Bilinen bir fıkra...
Günümüzde yansımalar bulabileceğiniz ilginçlikte, paylaşmak istedim:
Amerika’nın güney eyaletlerinin birisindeki küçük bir kasabada geçer olay. Kasabanın yaşlı, tanınan ve de sevilen bir kadını ki, siyahidir, üzerine atılan basit bir suçlama nedeni ile mahkemeye verilmiştir.
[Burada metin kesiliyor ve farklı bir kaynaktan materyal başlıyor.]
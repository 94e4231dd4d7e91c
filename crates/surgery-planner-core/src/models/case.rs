//! Surgical case models.

use chrono::{Days, NaiveDate};
use serde::{Deserialize, Serialize};

use super::medication::Medication;

/// `surgery_type` value for the hip-fracture class, which is operated in the afternoon.
pub const HIP_FRACTURE: u8 = 2;

/// Default `surgery_type` when a payload omits it.
pub const DEFAULT_SURGERY_TYPE: i64 = 2;

/// Default `operating_room` hint when a payload omits it.
pub const DEFAULT_OPERATING_ROOM: i64 = 1;

/// A validated surgical case. Build one with [`crate::validation::validate`].
#[derive(Debug, Clone, Serialize, Deserialize, PartialEq)]
pub struct Case {
    /// Caller-assigned identifier
    pub id: i64,
    /// 0 (least urgent) to 5
    pub urgency: u8,
    /// Coarse bucket, 0 to 4
    pub time_since_injury: u8,
    /// 0 to 3
    pub functional_impact: u8,
    /// 0 to 2
    pub patient_condition: u8,
    /// Current anticoagulant / antiplatelet, if any
    pub medication: Medication,
    /// Date of the last dose, never in the future
    pub last_medication_date: NaiveDate,
    /// 0 to 6
    pub delay_days: u8,
    /// 0 to 2; [`HIP_FRACTURE`] routes to the afternoon session
    pub surgery_type: u8,
    /// Preferred room, 0 to 2 (a hint, not used for allocation)
    pub operating_room: u8,
    /// Why the case cannot be operated; only set while NON-OPERABLE
    pub condition_reason: Option<String>,
}

impl Case {
    /// Whether this case belongs to the afternoon (hip-fracture) track.
    pub fn is_hip_fracture(&self) -> bool {
        self.surgery_type == HIP_FRACTURE
    }

    /// Feature vector consumed by the priority model.
    ///
    /// Order: urgency, time_since_injury, functional_impact, patient_condition,
    /// medication_code, delay_days, surgery_type, operating_room.
    pub fn features(&self) -> [f64; 8] {
        [
            f64::from(self.urgency),
            f64::from(self.time_since_injury),
            f64::from(self.functional_impact),
            f64::from(self.patient_condition),
            f64::from(self.medication.code()),
            f64::from(self.delay_days),
            f64::from(self.surgery_type),
            f64::from(self.operating_room),
        ]
    }

    /// Earliest date the medication suspension allows surgery.
    ///
    /// `None` only if the date would overflow the calendar.
    pub fn earliest_surgery_date(&self) -> Option<NaiveDate> {
        self.last_medication_date
            .checked_add_days(Days::new(self.medication.suspension_days()))
    }

    /// Whether the suspension interval has elapsed by `date`.
    pub fn is_cleared_on(&self, date: NaiveDate) -> bool {
        self.earliest_surgery_date().is_some_and(|earliest| earliest <= date)
    }
}

/// An inbound case payload, before validation.
///
/// Every bounded field is a plain integer so that out-of-range values reach
/// the validator instead of failing deserialization.
#[derive(Debug, Clone, Serialize, Deserialize, PartialEq)]
pub struct RawCase {
    pub id: i64,
    pub urgency: i64,
    pub time_since_injury: i64,
    pub functional_impact: i64,
    pub patient_condition: i64,
    pub medication: String,
    /// `YYYY-MM-DD`
    pub last_medication_date: String,
    pub delay_days: i64,
    #[serde(default = "default_surgery_type")]
    pub surgery_type: i64,
    #[serde(default = "default_operating_room")]
    pub operating_room: i64,
    #[serde(default)]
    pub condition_reason: Option<String>,
}

fn default_surgery_type() -> i64 {
    DEFAULT_SURGERY_TYPE
}

fn default_operating_room() -> i64 {
    DEFAULT_OPERATING_ROOM
}

impl From<&Case> for RawCase {
    fn from(case: &Case) -> Self {
        Self {
            id: case.id,
            urgency: case.urgency.into(),
            time_since_injury: case.time_since_injury.into(),
            functional_impact: case.functional_impact.into(),
            patient_condition: case.patient_condition.into(),
            medication: case.medication.name().to_string(),
            last_medication_date: case.last_medication_date.format("%Y-%m-%d").to_string(),
            delay_days: case.delay_days.into(),
            surgery_type: case.surgery_type.into(),
            operating_room: case.operating_room.into(),
            condition_reason: case.condition_reason.clone(),
        }
    }
}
Kadın, kasabanın sevilen ve tanınan bir yaşlısı olduğundan mahkemenin salonu yargılamayı dinlemek için gelen kasabalılarla dolmuştur.
Mahkeme kâtibinin uyarısı ile salonda bulunanlar ayağa kalkarlar ve kasabanın yerlisi de olan yargıç kürsüye gelerek yerine oturur.
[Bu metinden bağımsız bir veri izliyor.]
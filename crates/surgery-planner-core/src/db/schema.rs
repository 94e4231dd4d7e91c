//! SQLite schema definition.

/// Complete database schema for the surgery planner.
pub const SCHEMA: &str = r#"
-- ============================================================================
-- Non-operable cases (registry of cases held back from scheduling)
-- ============================================================================

CREATE TABLE IF NOT EXISTS non_operable_cases (
    case_id INTEGER PRIMARY KEY,
    case_json TEXT NOT NULL,                     -- JSON-serialized Case
    reason TEXT NOT NULL,
    registered_at TEXT NOT NULL,
    updated_at TEXT NOT NULL DEFAULT (datetime('now'))
);

CREATE INDEX IF NOT EXISTS idx_non_operable_registered_at ON non_operable_cases(registered_at);
"#;
use criterion::{criterion_group, criterion_main, Criterion};
use rand::SeedableRng;
use rand_chacha::ChaCha8Rng;
use std::hint::black_box;
use uav_mimo_link::capacity::LinkSimulator;
use uav_mimo_link::config::LinkConfig;
use uav_mimo_link::geo::Position;
use uav_mimo_link::io::{BaseStation, BaseStationConfig, Uav, UavConfig};

fn capacity_benchmark(c: &mut Criterion) {
    let bs = BaseStation::new(BaseStationConfig {
        location: Position::new(0.0, 0.0, 10.0),
        ..Default::default()
    })
    .unwrap();
    let uav = Uav::new(UavConfig {
        location: Position::new(50.0, 0.0, 10.0),
        ..Default::default()
    })
    .unwrap();

    let link = LinkConfig::default();
    let sim = LinkSimulator::new(&bs, &uav, bs.endpoint(), uav.endpoint(), bs.n_s(), link).unwrap();

    c.bench_function("single_trial", |b| {
        let mut rng = ChaCha8Rng::seed_from_u64(1);
        b.iter(|| sim.run_trial(black_box(&mut rng)).unwrap())
    });

    c.bench_function("mean_capacity_100_trials", |b| {
        b.iter(|| sim.estimate_mean_capacity_seeded(black_box(7)).unwrap())
    });
}

criterion_group!(benches, capacity_benchmark);
criterion_main!(benches);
Mahkeme salonunda kamu adına görevli bir savcı ve baronun yaşlı kadını savunması için atadığı bir avukatta özel yerlerini almışlardır. Ki, her ikisi de kasaba kökenlidirler.
Yargıç, tahta çekici ile masasına vurarak oturumu açar ve sanık kadın görevliler tarafından salona getirilerek sanık sandalyesine oturtulur.
Yargıç, şaşkın bakışları nedeni ile ilk kez mahkemeye çıktığını anladığı yaşlı siyahi kadını, yargı seremonisi konusunda bilgilendirmek ister ve ilk olarak duruşmanın avukatını tanıtır kadına.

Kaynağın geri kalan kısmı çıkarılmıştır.